Also, between now and June 30, we’re holding a design contest. Submit the winning design for a “Spec Tech” college crest, and you’ll receive your pick of a current signed first-edition speculative fiction title from Mysterious Galaxy Books. You may send your designs (or questions) to the email address above.
Writing a story that uses outer space as a location has its own set of research challenges. So many things we take for granted on the Earth—like gravity—are different on other planets. Part of the fun, of course, is imagining what things might be like. But in some cases we (read: science) already know what things would be like. For instance: if you were standing on the Moon right now, how high could you jump? When the astronauts walked on the Moon in the 1960’s and 70’s they were wearing bulky, restrictive, 200 pound suits. Any jumping they did was limited at best. Instead, lets imagine being on a moon-base with a large pressurized gymnasium wearing normal clothing. How does the lower gravity change things? This is to some degree an answerable question.
This question of jumping is less straightforward to answer than it would seem at first. The Moon has about one sixth the gravity of Earth, so the naïve guess would be you could jump six times higher than on Earth. Things are somewhat more complicated than that. When you jump on Earth you have to expend a certain amount of energy to overcome gravity as you are jumping. Once your feet leave the ground you are in free-fall until you land again. The height of the jump depends on gravity and the speed at which you can propel yourself upwards (because of the slow speeds involved you can safely ignore air resistance). However, calculating the speed at which you leave the ground depends on many things: how strong your legs are, how much mass you have and how strong gravity is. When you move from the Earth to the Moon only the gravity changes. Your legs are the same and your mass is the same. What you have to do is calculate how much faster you leave the ground to find out how high you will go.
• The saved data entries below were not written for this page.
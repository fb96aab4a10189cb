//! Inspect pretraining shard tables: dump row counts, caption stats, image
//! byte sizes, and sample captions in a human-readable format. Optionally
//! decode every image and cross-check an annotation file's row references.
//!
//! ## Usage
//!
//! ```sh
//! cargo run --release --bin shard_inspect -- data/coco_0.arrow data/coco_1.arrow
//! cargo run --release --bin shard_inspect -- data/coco_0.arrow --decode
//! cargo run --release --bin shard_inspect -- data/*.arrow --annotations data/vg_arrow.json
//! ```

use std::path::PathBuf;

use clap::Parser;
use indicatif::{ProgressBar, ProgressStyle};

use confluence::annotation::{read_annotation_file, RowRef};
use confluence::error::DatasetError;
use confluence::imaging::decode_bytes;
use confluence::shard::ShardTable;

#[derive(Parser, Debug)]
#[command(about = "Inspect pretraining shard tables")]
struct Args {
    /// Shard table files to inspect.
    #[arg(required = true)]
    tables: Vec<PathBuf>,

    /// Annotation file whose row references are checked against the tables.
    #[arg(long)]
    annotations: Option<PathBuf>,

    /// Decode every image and report failures.
    #[arg(long)]
    decode: bool,

    /// Number of sample captions to dump per table (0 to skip).
    #[arg(long, default_value_t = 5)]
    sample_captions: usize,
}

fn main() -> Result<(), Box<dyn std::error::Error + Send + Sync>> {
    let args = Args::parse();

    let mut tables = Vec::with_capacity(args.tables.len());
    let mut caption_lists = Vec::with_capacity(args.tables.len());
    for path in &args.tables {
        let table = ShardTable::open(path)?;
        // Image-only tables are still worth inspecting.
        let captions = match table.caption_lists() {
            Ok(lists) => lists,
            Err(DatasetError::MissingColumn { .. }) => vec![Vec::new(); table.rows()],
            Err(err) => return Err(err.into()),
        };
        caption_lists.push(captions);
        tables.push(table);
    }
    let total_rows: usize = tables.iter().map(|t| t.rows()).sum();
    let total_captions: usize = caption_lists
        .iter()
        .map(|lists| lists.iter().map(|c| c.len()).sum::<usize>())
        .sum();

    // ── Overview ──────────────────────────────────────────────────────────
    println!("╔══════════════════════════════════════════════════════════════╗");
    println!("║  Shard tables: {}", tables.len());
    println!("╠══════════════════════════════════════════════════════════════╣");
    println!("║  Total rows:     {total_rows:>10}");
    println!("║  Total captions: {total_captions:>10}");
    println!("╚══════════════════════════════════════════════════════════════╝");
    println!();

    // ── Tables ────────────────────────────────────────────────────────────
    for (ti, table) in tables.iter().enumerate() {
        let captions = &caption_lists[ti];
        let rows = table.rows();
        let caption_total: usize = captions.iter().map(|c| c.len()).sum();
        let per_row_min = captions.iter().map(|c| c.len()).min().unwrap_or(0);
        let per_row_max = captions.iter().map(|c| c.len()).max().unwrap_or(0);

        println!("┌─ Table {ti}: \"{}\"", table.path().display());
        println!(
            "│  Rows: {rows}  Captions: {caption_total} (per row: min {per_row_min}, max {per_row_max})"
        );

        let mut missing = 0usize;
        let mut counted = 0usize;
        let mut min_bytes = usize::MAX;
        let mut max_bytes = 0usize;
        let mut sum_bytes = 0u64;
        for row in 0..rows {
            match table.image_bytes(row) {
                Ok(bytes) => {
                    counted += 1;
                    min_bytes = min_bytes.min(bytes.len());
                    max_bytes = max_bytes.max(bytes.len());
                    sum_bytes += bytes.len() as u64;
                }
                Err(_) => missing += 1,
            }
        }
        if counted > 0 {
            println!(
                "│  Image bytes: min {min_bytes}  max {max_bytes}  mean {:.1}  ({missing} missing)",
                sum_bytes as f64 / counted as f64
            );
        } else {
            println!("│  Image bytes: (none present)");
        }

        if args.sample_captions > 0 && rows > 0 {
            let show = rows.min(args.sample_captions);
            println!("│");
            println!("│  Sample captions (first {show} of {rows} rows):");
            for row in 0..show {
                let text = captions[row]
                    .first()
                    .map(|c| c.as_str())
                    .unwrap_or("(no caption)");
                let truncated: String = text.chars().take(60).collect();
                let suffix = if captions[row].len() > 1 {
                    format!(" (+{} more)", captions[row].len() - 1)
                } else {
                    String::new()
                };
                println!("│    [{row}] {truncated}{suffix}");
            }
            if rows > show {
                println!("│  ... ({} more rows)", rows - show);
            }
        }

        println!("└──────────────────────────────────────────────────────────────");
        println!();
    }

    // ── Decode check ──────────────────────────────────────────────────────
    if args.decode {
        let pb = ProgressBar::new(total_rows as u64);
        pb.set_style(
            ProgressStyle::with_template(
                "  Decoding   {bar:40.cyan/blue} {pos}/{len} rows [{elapsed_precise}]",
            )
            .unwrap()
            .progress_chars("##-"),
        );

        let mut decoded = 0usize;
        let mut failures: Vec<(usize, usize, String)> = Vec::new();
        let mut width_range = (u32::MAX, 0u32);
        let mut height_range = (u32::MAX, 0u32);
        for (ti, table) in tables.iter().enumerate() {
            for row in 0..table.rows() {
                match table.image_bytes(row) {
                    Ok(bytes) => match decode_bytes(bytes) {
                        Ok(image) => {
                            decoded += 1;
                            width_range.0 = width_range.0.min(image.width());
                            width_range.1 = width_range.1.max(image.width());
                            height_range.0 = height_range.0.min(image.height());
                            height_range.1 = height_range.1.max(image.height());
                        }
                        Err(err) => failures.push((ti, row, err.to_string())),
                    },
                    Err(err) => failures.push((ti, row, err.to_string())),
                }
                pb.inc(1);
            }
        }
        pb.finish_and_clear();

        println!("┌─ Decode check");
        println!("│  Decoded: {decoded}/{total_rows}");
        if decoded > 0 {
            println!(
                "│  Width:  [{}, {}]  Height: [{}, {}]",
                width_range.0, width_range.1, height_range.0, height_range.1
            );
        }
        if !failures.is_empty() {
            println!("│  Failures: {}", failures.len());
            for (ti, row, err) in failures.iter().take(10) {
                println!("│    table {ti} row {row}: {err}");
            }
            if failures.len() > 10 {
                println!("│  ... ({} more failures)", failures.len() - 10);
            }
        }
        println!("└──────────────────────────────────────────────────────────────");
        println!();
    }

    // ── Annotation cross-check ────────────────────────────────────────────
    if let Some(path) = &args.annotations {
        let records = read_annotation_file(path)?;

        let mut row_refs = 0usize;
        let mut pair_refs = 0usize;
        let mut without = 0usize;
        let mut out_of_range: Vec<(usize, u64)> = Vec::new();
        for (i, record) in records.iter().enumerate() {
            match &record.arrow_index {
                Some(RowRef::Row(row)) => {
                    row_refs += 1;
                    if *row as usize >= total_rows {
                        out_of_range.push((i, *row));
                    }
                }
                Some(RowRef::Pair(pair)) => {
                    pair_refs += 1;
                    for &row in pair {
                        if row as usize >= total_rows {
                            out_of_range.push((i, row));
                        }
                    }
                }
                None => without += 1,
            }
        }

        println!("┌─ Annotations: \"{}\"", path.display());
        println!("│  Records: {}", records.len());
        println!("│  Row refs: {row_refs}  Pair refs: {pair_refs}  Without: {without}");
        if out_of_range.is_empty() {
            println!("│  All row references within [0, {total_rows})");
        } else {
            println!("│  Out of range: {}", out_of_range.len());
            for (i, row) in out_of_range.iter().take(10) {
                println!("│    record {i} → row {row}");
            }
            if out_of_range.len() > 10 {
                println!("│  ... ({} more)", out_of_range.len() - 10);
            }
        }
        println!("└──────────────────────────────────────────────────────────────");
    }

    Ok(())
}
How High You Can Jump on the Moon
Figuring out your jump speed is a little complex1 and beyond the scope of this post, so I have simplified it by taking some average weights and jump forces and working out the answer for a typical human. Here I have graphed how high an average person should be able to jump as a function of surface gravity, with annotations for some common places around the Solar System.
You can see on the Moon you can jump about 22 feet! That’s about 11 times higher than on Earth. I for one can’t wait for the Moon Olympics.
Falling on the Moon
Another interesting thing to consider is what the highest thing you could jump off of without getting hurt would be. On Earth I can easily jump off an eight foot obstacle and not be seriously injured. The falling relationship is similar to jumping. Falling from eight feet on Earth means I will be moving about fifteen miles per hour when I hit the ground. Because of the lessened gravity I could probably survive a faster impact on the moon. If I can jump eleven times higher, I can probably jump off something 11 times higher as well. But I am trying not to get hurt, so let’s be conservative and say that I can survive a fall ten times higher. So my eight foot dive becomes eighty feet! I could essentially jump off an eight story building and not break anything.
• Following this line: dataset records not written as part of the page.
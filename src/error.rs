//! Error taxonomy for the dataset layer.
//!
//! Construction failures (`DatasetError`) are fatal: a dataset is either
//! fully built or not built at all, never partial. Fetch failures
//! (`FetchError`) surface per sample; the shard-backed pretrain dataset is
//! the only caller that recovers from them (by resampling, see
//! `dataset::pretrain`), everywhere else they propagate to the caller.

use std::path::PathBuf;

use thiserror::Error;

/// Fatal errors raised while building a dataset.
#[derive(Debug, Error)]
pub enum DatasetError {
    #[error("failed to read annotation file {path}: {source}")]
    AnnotationRead {
        path: PathBuf,
        #[source]
        source: std::io::Error,
    },

    #[error("failed to parse annotation file {path}: {source}")]
    AnnotationParse {
        path: PathBuf,
        #[source]
        source: serde_json::Error,
    },

    #[error("failed to open shard table {path}: {source}")]
    TableOpen {
        path: PathBuf,
        #[source]
        source: std::io::Error,
    },

    #[error("failed to read shard table {path}: {source}")]
    TableRead {
        path: PathBuf,
        #[source]
        source: arrow::error::ArrowError,
    },

    #[error("shard table {path} has no `{column}` column")]
    MissingColumn { path: PathBuf, column: &'static str },

    #[error("unsupported `{column}` column type {datatype} in shard table {path}")]
    ColumnType {
        path: PathBuf,
        column: &'static str,
        datatype: String,
    },

    #[error("column `{column}` changes type across shard tables ({left} vs {right})")]
    SchemaMismatch {
        column: String,
        left: String,
        right: String,
    },

    #[error("failed to concatenate shard tables: {source}")]
    Concat {
        #[source]
        source: arrow::error::ArrowError,
    },

    #[error("no shard tables given")]
    EmptyTableList,

    #[error("shard corpus contains no captions")]
    EmptyCorpus,

    #[error("annotation {index} is missing required field `{field}`")]
    MissingField { index: usize, field: &'static str },

    #[error("test split requires an answer vocabulary file")]
    MissingAnswerList,
}

/// Per-sample errors raised by `get`.
#[derive(Debug, Error)]
pub enum FetchError {
    #[error("failed to decode image bytes: {0}")]
    Decode(#[from] image::ImageError),

    #[error("failed to read image {path}: {source}")]
    MissingImage {
        path: PathBuf,
        #[source]
        source: std::io::Error,
    },

    #[error("global index {index} is outside every registered shard range")]
    IndexRange { index: usize },

    #[error("shard row {row} is out of bounds for a table of {rows} rows")]
    RowOutOfBounds { row: usize, rows: usize },

    #[error("shard row {row} has a null `{column}` cell")]
    NullCell { row: usize, column: &'static str },

    #[error("annotation {index} is missing required field `{field}`")]
    MissingField { index: usize, field: &'static str },

    #[error("annotation {index} carries a {found} arrow_index where a {expected} was expected")]
    RowShape {
        index: usize,
        expected: &'static str,
        found: &'static str,
    },

    #[error("unrecognized label `{label}` in annotation {index}")]
    UnknownLabel { index: usize, label: String },

    #[error("gave up after {attempts} resample draws; last failure: {last}")]
    RetriesExhausted { attempts: usize, last: Box<FetchError> },
}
It’s hard to walk in low gravity. I don’t see this discussed too often, but it’s really hard to walk on the moon. One of the effects of low gravity is the friction between your feet and the ground is greatly reduced. The characteristic skipping motion the astronauts used to hop around the surface of the moon was a necessity, not just for show. I can attest personally to this effect, as I once had the pleasure of being strapped into a spring loaded machine designed to simulate Moon gravity. Sure enough, as I try to walk forward my feet just slip out from under me. And once I finally do get going it’s just as hard to stop. I makes you wonder if humans do end up colonizing the Moon what sort of architectural choices we will make. Why bother with stairs? Just jump. Do we adopt extra sticky floors? High ceilings will be a necessity.
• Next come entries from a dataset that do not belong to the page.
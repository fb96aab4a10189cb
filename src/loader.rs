//! Prefetching batch loader.
//!
//! One epoch is a deterministic shuffle of the dataset split into batches.
//! A named producer thread fetches each batch's samples in parallel, stacks
//! the two view tensors, and pushes the collated batch over a bounded
//! channel; the consumer side is a plain iterator. Dropping the iterator
//! mid-epoch signals the producer and joins it.
//!
//! ```text
//! shuffle(0..len) -> [b0, b1, ...] -> producer thread -> bounded channel -> EpochStream
//!                                     (rayon fetch fan-out,  depth = prefetch
//!                                      one rng per sample)
//! ```

use std::sync::atomic::{AtomicBool, Ordering};
use std::sync::Arc;
use std::thread::JoinHandle;

use crossbeam::channel::{self, Receiver, Sender};
use rand::prelude::*;
use rand::rngs::SmallRng;
use rayon::prelude::*;
use tracing::debug;

use crate::dataset::pretrain::PretrainSample;
use crate::dataset::Dataset;
use crate::error::FetchError;

// ============================================================================
// Configuration
// ============================================================================

#[derive(Debug, Clone)]
pub struct LoaderConfig {
    /// Samples per batch.
    pub batch_size: usize,
    /// Bounded-channel depth of batches fetched ahead of the consumer.
    pub prefetch: usize,
    /// Base seed; the epoch number is folded in per epoch.
    pub seed: u64,
    /// Drop the final short batch instead of yielding it.
    pub drop_last: bool,
}

impl Default for LoaderConfig {
    fn default() -> Self {
        Self {
            batch_size: 64,
            prefetch: 3,
            seed: 42,
            drop_last: true,
        }
    }
}

// ============================================================================
// Collated batch
// ============================================================================

/// A batch of stacked view pairs, ready for the model step.
///
/// Tensors are flat `[B, C, H, W]` f32 in row-major order.
pub struct PretrainBatch {
    pub batch_size: usize,
    pub channels: usize,
    pub height: usize,
    pub width: usize,

    pub views: Vec<f32>,
    pub views_aug: Vec<f32>,
    pub captions: Vec<String>,
}

fn collate(samples: Vec<PretrainSample>) -> PretrainBatch {
    let batch_size = samples.len();
    let (channels, height, width) = samples
        .first()
        .map(|s| s.view.shape())
        .unwrap_or((0, 0, 0));
    let per_sample = channels * height * width;

    let mut views = Vec::with_capacity(batch_size * per_sample);
    let mut views_aug = Vec::with_capacity(batch_size * per_sample);
    let mut captions = Vec::with_capacity(batch_size);
    for sample in samples {
        debug_assert_eq!(sample.view.len(), per_sample);
        debug_assert_eq!(sample.view_aug.len(), per_sample);
        views.extend_from_slice(&sample.view.data);
        views_aug.extend_from_slice(&sample.view_aug.data);
        captions.push(sample.caption);
    }
    PretrainBatch {
        batch_size,
        channels,
        height,
        width,
        views,
        views_aug,
        captions,
    }
}

// ============================================================================
// Loader
// ============================================================================

#[derive(Debug, thiserror::Error)]
pub enum LoaderError {
    #[error("failed to spawn loader thread: {0}")]
    Spawn(#[from] std::io::Error),
}

pub struct BatchLoader<D> {
    dataset: Arc<D>,
    config: LoaderConfig,
}

impl<D> BatchLoader<D>
where
    D: Dataset<Sample = PretrainSample> + 'static,
{
    pub fn new(dataset: Arc<D>, config: LoaderConfig) -> Self {
        debug_assert!(config.batch_size > 0);
        Self { dataset, config }
    }

    /// Batches one epoch will yield.
    pub fn num_batches(&self) -> usize {
        let len = self.dataset.len();
        if self.config.drop_last {
            len / self.config.batch_size
        } else {
            len.div_ceil(self.config.batch_size)
        }
    }

    /// Start one epoch: shuffle, spawn the producer, hand back the
    /// consuming iterator. Fully deterministic for a fixed (seed, epoch).
    pub fn epoch(&self, epoch: usize) -> Result<EpochStream, LoaderError> {
        let mut rng = SmallRng::seed_from_u64(self.config.seed ^ epoch as u64);
        let mut indices: Vec<usize> = (0..self.dataset.len()).collect();
        indices.shuffle(&mut rng);

        let mut batches: Vec<Vec<usize>> = indices
            .chunks(self.config.batch_size)
            .map(|chunk| chunk.to_vec())
            .collect();
        if self.config.drop_last {
            if let Some(last) = batches.last() {
                if last.len() < self.config.batch_size {
                    batches.pop();
                }
            }
        }
        debug!(epoch, batches = batches.len(), "starting epoch stream");

        let (tx, rx) = channel::bounded(self.config.prefetch.max(1));
        let shutdown = Arc::new(AtomicBool::new(false));
        let handle = {
            let dataset = Arc::clone(&self.dataset);
            let stop = Arc::clone(&shutdown);
            std::thread::Builder::new()
                .name(format!("loader-epoch-{epoch}"))
                .spawn(move || producer_loop(dataset, batches, rng, tx, stop))?
        };

        Ok(EpochStream {
            rx,
            shutdown,
            handle: Some(handle),
        })
    }
}

/// Fetch and send every batch, stopping early on shutdown, a closed
/// channel, or the first fetch error.
fn producer_loop<D>(
    dataset: Arc<D>,
    batches: Vec<Vec<usize>>,
    mut rng: SmallRng,
    tx: Sender<Result<PretrainBatch, FetchError>>,
    shutdown: Arc<AtomicBool>,
) where
    D: Dataset<Sample = PretrainSample> + 'static,
{
    for indices in batches {
        if shutdown.load(Ordering::Relaxed) {
            break;
        }
        // one pre-drawn seed per sample keeps the parallel fetch
        // deterministic regardless of rayon's scheduling
        let item_seeds: Vec<u64> = (0..indices.len()).map(|_| rng.random()).collect();
        let fetched: Result<Vec<PretrainSample>, FetchError> = indices
            .par_iter()
            .zip(item_seeds.par_iter())
            .map(|(&index, &item_seed)| {
                let mut item_rng = SmallRng::seed_from_u64(item_seed);
                dataset.get(index, &mut item_rng)
            })
            .collect();
        match fetched {
            Ok(samples) => {
                if tx.send(Ok(collate(samples))).is_err() {
                    break;
                }
            }
            Err(err) => {
                let _ = tx.send(Err(err));
                break;
            }
        }
    }
    debug!("loader producer exiting");
}

// ============================================================================
// Consumer side
// ============================================================================

/// Receiving end of one epoch. Iterates batches in shuffle order; ends when
/// the producer has sent everything (or after forwarding a fetch error).
pub struct EpochStream {
    rx: Receiver<Result<PretrainBatch, FetchError>>,
    shutdown: Arc<AtomicBool>,
    handle: Option<JoinHandle<()>>,
}

impl EpochStream {
    /// Signal the producer, drain in-flight batches so it can unblock,
    /// and join it.
    fn shutdown(&mut self) {
        self.shutdown.store(true, Ordering::SeqCst);
        while self.rx.try_recv().is_ok() {}
        if let Some(handle) = self.handle.take() {
            let _ = handle.join();
        }
    }
}

impl Iterator for EpochStream {
    type Item = Result<PretrainBatch, FetchError>;

    fn next(&mut self) -> Option<Self::Item> {
        self.rx.recv().ok()
    }
}

impl Drop for EpochStream {
    fn drop(&mut self) {
        self.shutdown();
    }
}

#[cfg(test)]
mod tests {
    use super::*;
    use crate::dataset::pretrain::PretrainShardDataset;
    use crate::imaging::{tiny_png, ProbeTransform};
    use crate::shard::fixtures::write_shard;

    fn indexed_dataset(dir: &std::path::Path, rows: usize) -> Arc<PretrainShardDataset> {
        let png = tiny_png(1, 1, [2, 2, 2]);
        let shard: Vec<_> = (0..rows)
            .map(|i| (Some(png.clone()), vec![format!("i{i:02}")]))
            .collect();
        let path = dir.join("corpus.arrow");
        write_shard(&path, &shard);
        Arc::new(PretrainShardDataset::open(&[path], Arc::new(ProbeTransform), 30).unwrap())
    }

    fn epoch_captions(loader: &BatchLoader<PretrainShardDataset>, epoch: usize) -> Vec<String> {
        loader
            .epoch(epoch)
            .unwrap()
            .map(|batch| batch.unwrap().captions)
            .collect::<Vec<_>>()
            .concat()
    }

    #[test]
    fn test_epoch_covers_every_index_once() {
        let dir = tempfile::tempdir().unwrap();
        let dataset = indexed_dataset(dir.path(), 32);
        let loader = BatchLoader::new(
            dataset,
            LoaderConfig {
                batch_size: 5,
                prefetch: 2,
                seed: 7,
                drop_last: false,
            },
        );
        assert_eq!(loader.num_batches(), 7);

        let batches: Vec<_> = loader
            .epoch(0)
            .unwrap()
            .map(|batch| batch.unwrap())
            .collect();
        assert_eq!(batches.len(), 7);
        assert_eq!(batches[6].batch_size, 2);
        assert_eq!(batches[0].views.len(), 5);
        assert_ne!(batches[0].views, batches[0].views_aug);

        let mut seen: Vec<String> = batches.into_iter().flat_map(|b| b.captions).collect();
        seen.sort();
        let expected: Vec<String> = (0..32).map(|i| format!("i{i:02}")).collect();
        assert_eq!(seen, expected);
    }

    #[test]
    fn test_shuffle_deterministic_per_epoch() {
        let dir = tempfile::tempdir().unwrap();
        let dataset = indexed_dataset(dir.path(), 24);
        let loader = BatchLoader::new(
            dataset,
            LoaderConfig {
                batch_size: 4,
                prefetch: 1,
                seed: 99,
                drop_last: true,
            },
        );

        let first = epoch_captions(&loader, 3);
        let again = epoch_captions(&loader, 3);
        assert_eq!(first, again);

        let other_epoch = epoch_captions(&loader, 4);
        assert_ne!(first, other_epoch);
        let mut a = first;
        let mut b = other_epoch;
        a.sort();
        b.sort();
        assert_eq!(a, b);
    }

    #[test]
    fn test_drop_last_discards_short_batch() {
        let dir = tempfile::tempdir().unwrap();
        let dataset = indexed_dataset(dir.path(), 32);
        let loader = BatchLoader::new(
            dataset,
            LoaderConfig {
                batch_size: 5,
                prefetch: 2,
                seed: 7,
                drop_last: true,
            },
        );
        assert_eq!(loader.num_batches(), 6);
        assert_eq!(epoch_captions(&loader, 0).len(), 30);
    }

    #[test]
    fn test_fetch_error_forwarded() {
        let dir = tempfile::tempdir().unwrap();
        let path = dir.path().join("bad.arrow");
        write_shard(
            &path,
            &[(Some(b"not an image".to_vec()), vec!["x".to_string()])],
        );
        let dataset =
            Arc::new(PretrainShardDataset::open(&[path], Arc::new(ProbeTransform), 30).unwrap());
        let loader = BatchLoader::new(
            dataset,
            LoaderConfig {
                batch_size: 1,
                prefetch: 1,
                seed: 0,
                drop_last: false,
            },
        );

        let mut stream = loader.epoch(0).unwrap();
        let first = stream.next().unwrap();
        assert!(matches!(first, Err(FetchError::RetriesExhausted { .. })));
        assert!(stream.next().is_none());
    }

    #[test]
    fn test_drop_mid_epoch_joins_producer() {
        let dir = tempfile::tempdir().unwrap();
        let dataset = indexed_dataset(dir.path(), 32);
        let loader = BatchLoader::new(
            dataset,
            LoaderConfig {
                batch_size: 2,
                prefetch: 1,
                seed: 1,
                drop_last: false,
            },
        );

        let mut stream = loader.epoch(0).unwrap();
        let _ = stream.next().unwrap().unwrap();
        drop(stream);
    }
}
If your writing takes place anywhere that has gravity different than Earth, keep in mind a lot of things will be different. If you’re going for realism, start by looking at old Moon-walk footage. Notice how the astronauts move, or how the moon-buggy they drive bounces. It looks very different than it would on Earth. Do some quick calculations; ask yourself what would change if everything was suddenly drastically lighter.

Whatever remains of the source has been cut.